William C. Miller, PhD, OT, assists a client, Helen, in an ABC Scale activity, reaching for an object on tiptoes. Achieving repeated success in activities such as this leads to increased confidence.

Overcoming fear of falling plays an important role in treating individuals with lower-limb amputations.

It is commonly accepted that in order to get ahead in life you need to take risks. While some people throw caution to the wind and try, others never get started because they fear failure. When learning a new skill or relearning a formerly familiar skill, many individuals begin with trepidation until confidence grows. Simply put, having the physical ability does not imply that it will be used. You’ve got to believe.

Successful rehabilitation of an acute or chronic impairment extends beyond the acquisition of endurance, strength and range of motion, or learning about a new strategy. A major frustration experienced by therapists who work with individuals who are learning to use a prosthetic leg after amputation is that many patients do not achieve their potential. Failure to achieve occurs despite the technological advances in the fabrication of ultralight, durable, and microchip “smart” prosthetic limbs designed to improve the efficiency and quality of gait.

Given the cost, estimated to be $56,000,1 from time of amputation to 1 year postrehabilitation, careful consideration must be given not only in determining the most appropriate candidates for rehabilitation, but also in deciding who may require additional intervention to facilitate success. With 40,000 to 50,000 major lower limb amputations (at the ankle or higher) that require prosthetic rehabilitation each year,2 the cost is indeed considerable. Consequently, many studies have been conducted to identify indicators of successful outcomes in this population. Most of the indicators studied to date have focused on obvious factors such as age, comorbidity, cause, and level of amputation. A common observation made at our clinic was that many patients appeared to be afraid of losing their balance. Fear of falling and/or a lack of balance confidence when performing activities while using a prosthesis are modifiable factors that can be addressed by rehabilitation professionals.

Fear of Falling
Fear of falling can be linked to previous falls, although a person does not need to have fallen to experience the associated fear. Both falling and fear of falling are significant health problems that are of interest to health professionals and researchers because they suggest a decline in function that is potentially modifiable.3 Falling and fear of falling have interesting implications for the rehabilitation of the prosthetic amputee population because they are at considerable risk for falling and fear of falling given their specific impairments, which can including altered gait pattern associated with their use of a prosthesis, increased energy expenditure, and the loss of sensory feedback associated with the loss of a lower limb. Moreover, because people with lower-limb amputations are most often elderly people with multiple comorbidities,4 the loss of a lower limb brings an additional challenge. Consequently, the prevalence for falls and fear of falling among people with lower-limb amputations appears to be very high.5

While the annual incidence rate of falls among community living elderly (65 years and older) is approximately 30%,6 52% of a sample of people with unilateral transfemoral (TF) and transtibial (TT)amputations reported that they experienced at least one fall in a year.5 Falls are associated with functional disability and are likely indicative of declines in independence, decreased mobility, and self-imposed restrictions in activity.3 Aside from the potential for physical injury associated with falling,7,8 the psychological sequelae, often consisting of fear of falling, may be an even greater concern.

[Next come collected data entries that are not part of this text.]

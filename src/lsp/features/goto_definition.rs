//! Go-to-definition
//!
//! Resolution is lexical: the first line declaring the word as a function,
//! class, interface, variable or constant wins, and the location points at
//! its introducing keyword.

use tower_lsp::lsp_types::{Location, Position, Range, Url};
use tracing::debug;

use crate::lexical::{SymbolKind, find_declaration, word_at};
use crate::parsers::position_utils::line_text;

const DEFINITION_KINDS: &[SymbolKind] = &[
    SymbolKind::GenericFunction,
    SymbolKind::Function,
    SymbolKind::Class,
    SymbolKind::Interface,
    SymbolKind::Variable,
    SymbolKind::Constant,
];

/// Definition of the identifier under `position`.
pub fn goto_definition(uri: &Url, text: &str, position: Position) -> Option<Location> {
    let word = word_at(line_text(text, position.line), position.character)?;
    definition_of(uri, text, &word.text)
}

/// Definition of `word` anywhere in `text`. `word` is matched literally.
pub fn definition_of(uri: &Url, text: &str, word: &str) -> Option<Location> {
    let Some(found) = find_declaration(text, word, DEFINITION_KINDS) else {
        debug!("No definition found for '{}'", word);
        return None;
    };
    let start = Position::new(found.line(), found.keyword_column);
    Some(Location::new(uri.clone(), Range::new(start, start)))
}

#[cfg(test)]
mod tests {
    use super::*;
    use indoc::indoc;

    fn uri() -> Url {
        Url::parse("file:///workspace/main.uts").expect("valid uri")
    }

    #[test]
    fn test_jumps_to_keyword() {
        let text = indoc! {r#"
            import { log } from "./log";

              export function add(a: number, b: number): number {
                return a + b;
              }
            const sum = add(1, 2);
        "#};
        let location = goto_definition(&uri(), text, Position::new(5, 13)).expect("definition");
        assert_eq!(location.range.start, Position::new(2, 9));
        assert_eq!(location.range.start, location.range.end);
        assert_eq!(location.uri, uri());

        let location = goto_definition(&uri(), text, Position::new(5, 7)).expect("definition");
        assert_eq!(location.range.start, Position::new(5, 0));
    }

    #[test]
    fn test_unknown_and_metacharacter_words() {
        let text = "let a = 1;";
        assert!(goto_definition(&uri(), text, Position::new(0, 9)).is_none());
        for word in ["a.b(c)*", "$store", "[", "(?", "\\"] {
            assert!(definition_of(&uri(), text, word).is_none(), "{}", word);
        }
        let text = "let $store = {};";
        let location = definition_of(&uri(), text, "$store").expect("definition");
        assert_eq!(location.range.start, Position::new(0, 0));
    }
}
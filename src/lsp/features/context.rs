//! Cursor context detection for completion
//!
//! Only the text of the current line before the cursor is inspected. The
//! first matching rule wins:
//!
//! 1. `receiver.`       → [`CompletionContext::MemberAccess`]
//! 2. `:` + whitespace  → [`CompletionContext::TypePosition`]
//! 3. `callee(`         → [`CompletionContext::CallPosition`]
//! 4. anything else     → [`CompletionContext::Default`]

use once_cell::sync::Lazy;
use regex::Regex;

use crate::parsers::position_utils::prefix_before;

static MEMBER_ACCESS: Lazy<Regex> =
    Lazy::new(|| Regex::new(r"([\w$]+)\.$").expect("static pattern"));
static TYPE_POSITION: Lazy<Regex> = Lazy::new(|| Regex::new(r":\s*$").expect("static pattern"));
static CALL_POSITION: Lazy<Regex> =
    Lazy::new(|| Regex::new(r"(?:([\w$]+)\.)?([\w$]+)\($").expect("static pattern"));

#[derive(Debug, Clone, PartialEq, Eq)]
pub enum CompletionContext {
    /// After `receiver.`
    MemberAccess { receiver: String },
    /// After a type annotation colon.
    TypePosition,
    /// Right after the opening parenthesis of a call.
    CallPosition {
        callee: String,
        receiver: Option<String>,
    },
    Default,
}

impl CompletionContext {
    /// `receiver.callee` for qualified calls, otherwise the bare callee.
    pub fn qualified_callee(&self) -> Option<String> {
        match self {
            CompletionContext::CallPosition { callee, receiver: Some(receiver) } => {
                Some(format!("{}.{}", receiver, callee))
            }
            CompletionContext::CallPosition { callee, receiver: None } => Some(callee.clone()),
            _ => None,
        }
    }
}

/// Classifies the cursor at character `column` of `line`.
pub fn classify(line: &str, column: u32) -> CompletionContext {
    let before = prefix_before(line, column);

    if let Some(caps) = MEMBER_ACCESS.captures(before) {
        return CompletionContext::MemberAccess { receiver: caps[1].to_string() };
    }
    if TYPE_POSITION.is_match(before) {
        return CompletionContext::TypePosition;
    }
    if let Some(caps) = CALL_POSITION.captures(before) {
        return CompletionContext::CallPosition {
            callee: caps[2].to_string(),
            receiver: caps.get(1).map(|m| m.as_str().to_string()),
        };
    }
    CompletionContext::Default
}

#[cfg(test)]
mod tests {
    use super::*;

    fn at_end(line: &str) -> CompletionContext {
        classify(line, line.chars().count() as u32)
    }

    #[test]
    fn test_member_access() {
        assert_eq!(
            at_end("const n = Math."),
            CompletionContext::MemberAccess { receiver: "Math".to_string() }
        );
        assert_eq!(
            at_end("this.$store."),
            CompletionContext::MemberAccess { receiver: "$store".to_string() }
        );
    }

    #[test]
    fn test_type_position() {
        assert_eq!(at_end("let name: "), CompletionContext::TypePosition);
        assert_eq!(at_end("function f(a:"), CompletionContext::TypePosition);
    }

    #[test]
    fn test_call_position() {
        assert_eq!(
            at_end("let n = parseInt("),
            CompletionContext::CallPosition { callee: "parseInt".to_string(), receiver: None }
        );
        let qualified = at_end("Math.max(");
        assert_eq!(qualified.qualified_callee(), Some("Math.max".to_string()));
    }

    #[test]
    fn test_default_and_cursor_in_middle() {
        assert_eq!(at_end("let x = 1"), CompletionContext::Default);
        assert_eq!(at_end(""), CompletionContext::Default);
        // Only text before the cursor counts.
        assert_eq!(
            classify("console.log", 8),
            CompletionContext::MemberAccess { receiver: "console".to_string() }
        );
        assert_eq!(classify("console.log", 200), CompletionContext::Default);
    }
}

Fear of falling among the general population of elderly ranges from 20% to 46%,9,10 and has been reported to be as high as 49% in the amputee population.5 Although one does not have to fall to experience a fear of falling, fear appeared to be more of a problem among the fallers (55%) compared to nonfallers (43%).5 A major outcome of fear of falling is activity restriction. In fact, 76% of those individuals who had a fear of falling reported that they avoided many activities as a result of loss of confidence. Ultimately, such self-imposed restriction can lead to deterioration in balance,9 muscle endurance, strength, flexibility, and coordination11 and therefore, a cycle between dehabilitation and psychological sequelae likely exists.

From Fear To Confidence
There are a number of potential external indicators that identify individuals who are unsteady on their feet. These may act as proxies for clinicians to determine whether a person is afraid of falling. Some of these proxies include use of walk aids, such as a cane or walker; walk tests such as the Timed “Up and Go”; or balance tests such as the Berg Balance Scale. These performance-oriented measures provide a relatively objective indication of fear; however, they do not directly provide insight into an individual’s fear of falling.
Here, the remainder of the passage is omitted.